# EXCERPTED DATA:

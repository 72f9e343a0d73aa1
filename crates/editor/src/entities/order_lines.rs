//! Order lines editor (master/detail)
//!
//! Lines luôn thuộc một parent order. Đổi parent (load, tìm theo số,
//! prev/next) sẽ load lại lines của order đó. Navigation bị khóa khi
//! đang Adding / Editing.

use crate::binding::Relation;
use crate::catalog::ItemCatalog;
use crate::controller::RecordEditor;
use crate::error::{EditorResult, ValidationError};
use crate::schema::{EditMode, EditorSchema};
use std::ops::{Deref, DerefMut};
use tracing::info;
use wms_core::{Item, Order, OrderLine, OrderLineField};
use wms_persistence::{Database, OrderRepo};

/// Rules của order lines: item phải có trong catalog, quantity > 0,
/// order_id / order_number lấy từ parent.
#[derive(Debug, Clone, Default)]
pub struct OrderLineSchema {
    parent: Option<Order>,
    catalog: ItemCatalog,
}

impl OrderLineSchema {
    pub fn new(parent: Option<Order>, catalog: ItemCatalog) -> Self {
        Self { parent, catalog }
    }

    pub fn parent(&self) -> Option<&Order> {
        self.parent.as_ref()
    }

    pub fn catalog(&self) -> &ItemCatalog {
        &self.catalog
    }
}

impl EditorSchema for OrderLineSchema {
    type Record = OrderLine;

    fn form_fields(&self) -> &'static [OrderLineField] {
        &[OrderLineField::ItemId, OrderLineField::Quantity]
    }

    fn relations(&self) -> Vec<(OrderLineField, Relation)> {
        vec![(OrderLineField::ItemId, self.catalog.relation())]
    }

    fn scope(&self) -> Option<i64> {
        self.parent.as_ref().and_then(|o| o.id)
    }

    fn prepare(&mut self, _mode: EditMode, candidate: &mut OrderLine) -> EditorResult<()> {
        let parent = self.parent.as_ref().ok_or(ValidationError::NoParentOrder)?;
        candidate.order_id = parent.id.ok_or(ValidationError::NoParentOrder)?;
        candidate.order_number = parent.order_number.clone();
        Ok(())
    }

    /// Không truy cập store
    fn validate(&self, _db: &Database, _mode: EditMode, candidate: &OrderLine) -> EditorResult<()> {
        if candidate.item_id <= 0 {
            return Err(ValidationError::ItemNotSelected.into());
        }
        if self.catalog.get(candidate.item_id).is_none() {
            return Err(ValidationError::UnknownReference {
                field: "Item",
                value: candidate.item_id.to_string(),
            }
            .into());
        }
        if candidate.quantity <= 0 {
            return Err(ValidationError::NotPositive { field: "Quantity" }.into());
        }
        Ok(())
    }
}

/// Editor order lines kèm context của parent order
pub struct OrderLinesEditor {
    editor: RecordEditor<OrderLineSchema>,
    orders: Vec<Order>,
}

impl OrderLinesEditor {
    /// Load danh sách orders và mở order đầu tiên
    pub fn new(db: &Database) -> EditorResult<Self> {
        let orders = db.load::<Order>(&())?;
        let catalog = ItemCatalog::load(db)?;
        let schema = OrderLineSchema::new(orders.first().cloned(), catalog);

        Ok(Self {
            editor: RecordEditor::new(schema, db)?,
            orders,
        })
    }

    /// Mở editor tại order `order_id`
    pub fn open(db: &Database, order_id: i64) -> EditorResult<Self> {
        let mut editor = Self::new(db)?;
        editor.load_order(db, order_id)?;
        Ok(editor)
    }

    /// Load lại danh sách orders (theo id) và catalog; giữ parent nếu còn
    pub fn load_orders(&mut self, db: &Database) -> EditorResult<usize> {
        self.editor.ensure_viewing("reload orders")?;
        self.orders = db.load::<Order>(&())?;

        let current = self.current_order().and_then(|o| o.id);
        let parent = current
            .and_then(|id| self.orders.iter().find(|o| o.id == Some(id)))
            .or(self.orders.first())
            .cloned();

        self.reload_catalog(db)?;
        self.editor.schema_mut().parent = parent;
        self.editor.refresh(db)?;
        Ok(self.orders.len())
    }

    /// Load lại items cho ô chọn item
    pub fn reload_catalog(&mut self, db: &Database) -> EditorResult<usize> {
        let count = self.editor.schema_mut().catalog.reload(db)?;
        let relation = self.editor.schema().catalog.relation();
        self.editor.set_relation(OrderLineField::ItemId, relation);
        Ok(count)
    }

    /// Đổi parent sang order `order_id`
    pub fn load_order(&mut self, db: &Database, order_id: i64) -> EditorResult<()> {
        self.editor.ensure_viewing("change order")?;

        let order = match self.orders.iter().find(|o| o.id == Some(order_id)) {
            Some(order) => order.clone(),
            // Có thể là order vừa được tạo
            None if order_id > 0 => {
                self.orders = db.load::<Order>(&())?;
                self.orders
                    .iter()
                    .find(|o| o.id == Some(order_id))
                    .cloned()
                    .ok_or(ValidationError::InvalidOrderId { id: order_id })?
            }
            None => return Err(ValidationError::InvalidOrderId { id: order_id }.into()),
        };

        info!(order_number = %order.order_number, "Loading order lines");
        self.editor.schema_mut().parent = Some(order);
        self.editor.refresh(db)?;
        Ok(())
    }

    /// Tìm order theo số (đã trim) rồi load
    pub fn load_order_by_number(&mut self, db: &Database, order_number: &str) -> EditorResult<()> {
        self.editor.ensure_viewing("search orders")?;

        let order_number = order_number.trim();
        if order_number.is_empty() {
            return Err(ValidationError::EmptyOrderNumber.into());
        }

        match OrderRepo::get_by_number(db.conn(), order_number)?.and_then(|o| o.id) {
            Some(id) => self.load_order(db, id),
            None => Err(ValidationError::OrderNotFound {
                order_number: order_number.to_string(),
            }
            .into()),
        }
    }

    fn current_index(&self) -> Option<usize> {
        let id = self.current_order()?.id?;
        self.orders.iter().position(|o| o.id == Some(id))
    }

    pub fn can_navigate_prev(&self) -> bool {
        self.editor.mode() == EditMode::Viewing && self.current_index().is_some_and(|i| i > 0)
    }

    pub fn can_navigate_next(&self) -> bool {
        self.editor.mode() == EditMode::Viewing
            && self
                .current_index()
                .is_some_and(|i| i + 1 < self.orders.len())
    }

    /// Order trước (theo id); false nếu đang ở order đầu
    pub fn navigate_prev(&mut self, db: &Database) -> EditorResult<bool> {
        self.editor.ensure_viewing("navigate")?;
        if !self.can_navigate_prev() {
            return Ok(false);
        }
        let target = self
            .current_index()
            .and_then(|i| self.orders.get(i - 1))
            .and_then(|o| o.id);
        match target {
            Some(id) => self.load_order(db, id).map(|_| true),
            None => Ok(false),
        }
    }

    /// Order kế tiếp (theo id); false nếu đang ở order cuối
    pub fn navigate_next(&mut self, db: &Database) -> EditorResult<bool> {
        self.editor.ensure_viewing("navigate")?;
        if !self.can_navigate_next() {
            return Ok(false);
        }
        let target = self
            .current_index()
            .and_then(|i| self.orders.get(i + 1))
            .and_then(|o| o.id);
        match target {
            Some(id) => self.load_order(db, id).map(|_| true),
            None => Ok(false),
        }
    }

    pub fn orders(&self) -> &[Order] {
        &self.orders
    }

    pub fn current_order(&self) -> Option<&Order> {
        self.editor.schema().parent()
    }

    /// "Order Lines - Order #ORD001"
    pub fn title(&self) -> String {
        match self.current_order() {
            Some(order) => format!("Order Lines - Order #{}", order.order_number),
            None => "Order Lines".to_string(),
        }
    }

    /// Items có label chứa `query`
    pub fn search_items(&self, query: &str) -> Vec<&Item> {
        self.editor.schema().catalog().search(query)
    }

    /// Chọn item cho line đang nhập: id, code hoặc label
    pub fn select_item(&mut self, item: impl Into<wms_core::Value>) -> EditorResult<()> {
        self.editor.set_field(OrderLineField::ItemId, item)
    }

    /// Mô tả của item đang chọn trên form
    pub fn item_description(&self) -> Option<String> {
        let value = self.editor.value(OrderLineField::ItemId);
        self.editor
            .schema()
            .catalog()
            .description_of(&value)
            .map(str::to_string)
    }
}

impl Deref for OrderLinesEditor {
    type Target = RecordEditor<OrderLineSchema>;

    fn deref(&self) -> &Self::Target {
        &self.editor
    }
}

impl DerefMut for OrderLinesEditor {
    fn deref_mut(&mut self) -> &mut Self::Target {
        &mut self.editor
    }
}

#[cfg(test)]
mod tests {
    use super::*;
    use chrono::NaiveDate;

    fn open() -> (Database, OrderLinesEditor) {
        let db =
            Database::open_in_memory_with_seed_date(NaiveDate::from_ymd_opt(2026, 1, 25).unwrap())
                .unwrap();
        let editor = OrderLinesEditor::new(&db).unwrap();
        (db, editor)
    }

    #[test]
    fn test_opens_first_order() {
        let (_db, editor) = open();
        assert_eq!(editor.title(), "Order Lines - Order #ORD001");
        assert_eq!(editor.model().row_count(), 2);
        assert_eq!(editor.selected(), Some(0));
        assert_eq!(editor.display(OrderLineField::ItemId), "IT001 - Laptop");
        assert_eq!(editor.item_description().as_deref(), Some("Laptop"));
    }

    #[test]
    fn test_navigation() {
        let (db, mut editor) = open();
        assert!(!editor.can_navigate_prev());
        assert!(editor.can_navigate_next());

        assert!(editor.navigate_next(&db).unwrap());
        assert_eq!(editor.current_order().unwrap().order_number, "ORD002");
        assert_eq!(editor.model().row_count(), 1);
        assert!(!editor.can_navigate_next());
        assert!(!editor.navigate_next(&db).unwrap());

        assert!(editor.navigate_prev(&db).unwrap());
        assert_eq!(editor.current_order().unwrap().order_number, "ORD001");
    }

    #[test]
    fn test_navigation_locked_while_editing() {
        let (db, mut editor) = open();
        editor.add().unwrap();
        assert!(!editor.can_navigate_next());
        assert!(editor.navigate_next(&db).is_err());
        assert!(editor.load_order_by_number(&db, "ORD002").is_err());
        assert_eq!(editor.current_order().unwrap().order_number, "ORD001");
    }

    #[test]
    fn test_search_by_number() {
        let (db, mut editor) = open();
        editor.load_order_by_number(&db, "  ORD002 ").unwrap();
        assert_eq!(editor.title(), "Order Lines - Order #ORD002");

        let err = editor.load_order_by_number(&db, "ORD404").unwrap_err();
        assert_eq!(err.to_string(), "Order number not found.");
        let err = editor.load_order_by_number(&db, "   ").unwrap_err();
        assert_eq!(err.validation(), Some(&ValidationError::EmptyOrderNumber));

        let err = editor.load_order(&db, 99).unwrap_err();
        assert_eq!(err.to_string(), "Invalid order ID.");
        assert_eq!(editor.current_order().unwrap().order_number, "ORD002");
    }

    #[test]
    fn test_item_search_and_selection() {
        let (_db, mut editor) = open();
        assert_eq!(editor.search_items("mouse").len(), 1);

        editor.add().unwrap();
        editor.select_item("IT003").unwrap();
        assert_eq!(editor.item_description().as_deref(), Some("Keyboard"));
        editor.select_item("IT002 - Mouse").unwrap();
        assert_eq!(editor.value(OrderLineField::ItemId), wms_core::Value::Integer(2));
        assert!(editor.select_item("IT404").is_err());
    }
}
==
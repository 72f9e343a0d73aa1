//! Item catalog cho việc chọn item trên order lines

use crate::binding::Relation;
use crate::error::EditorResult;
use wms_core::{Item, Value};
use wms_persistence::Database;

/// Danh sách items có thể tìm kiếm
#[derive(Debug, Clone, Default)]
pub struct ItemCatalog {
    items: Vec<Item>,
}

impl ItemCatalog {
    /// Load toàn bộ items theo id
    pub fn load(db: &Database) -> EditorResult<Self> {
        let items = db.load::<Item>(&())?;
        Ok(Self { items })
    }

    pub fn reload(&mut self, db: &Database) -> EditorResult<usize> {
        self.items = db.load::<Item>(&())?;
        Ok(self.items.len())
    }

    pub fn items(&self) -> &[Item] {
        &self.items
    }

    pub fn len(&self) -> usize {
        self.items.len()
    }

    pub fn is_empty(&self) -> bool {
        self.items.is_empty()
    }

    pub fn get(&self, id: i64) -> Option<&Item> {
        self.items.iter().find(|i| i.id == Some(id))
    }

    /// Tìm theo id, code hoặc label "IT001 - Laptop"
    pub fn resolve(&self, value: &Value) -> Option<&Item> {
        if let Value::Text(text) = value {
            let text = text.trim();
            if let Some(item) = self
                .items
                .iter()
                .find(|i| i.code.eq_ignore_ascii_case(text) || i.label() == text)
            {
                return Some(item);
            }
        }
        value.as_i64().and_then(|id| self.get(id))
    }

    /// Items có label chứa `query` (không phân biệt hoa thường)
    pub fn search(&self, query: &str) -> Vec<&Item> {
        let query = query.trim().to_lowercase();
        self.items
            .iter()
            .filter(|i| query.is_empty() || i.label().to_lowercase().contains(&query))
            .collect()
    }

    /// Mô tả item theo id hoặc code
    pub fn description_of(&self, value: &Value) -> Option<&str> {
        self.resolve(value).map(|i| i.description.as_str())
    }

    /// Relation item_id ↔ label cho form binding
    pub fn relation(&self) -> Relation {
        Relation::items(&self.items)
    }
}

# PROBLEM STATEMENT:
Find out how many lines above hold "resolve". Write only the number.

# ANSWER AREA:
2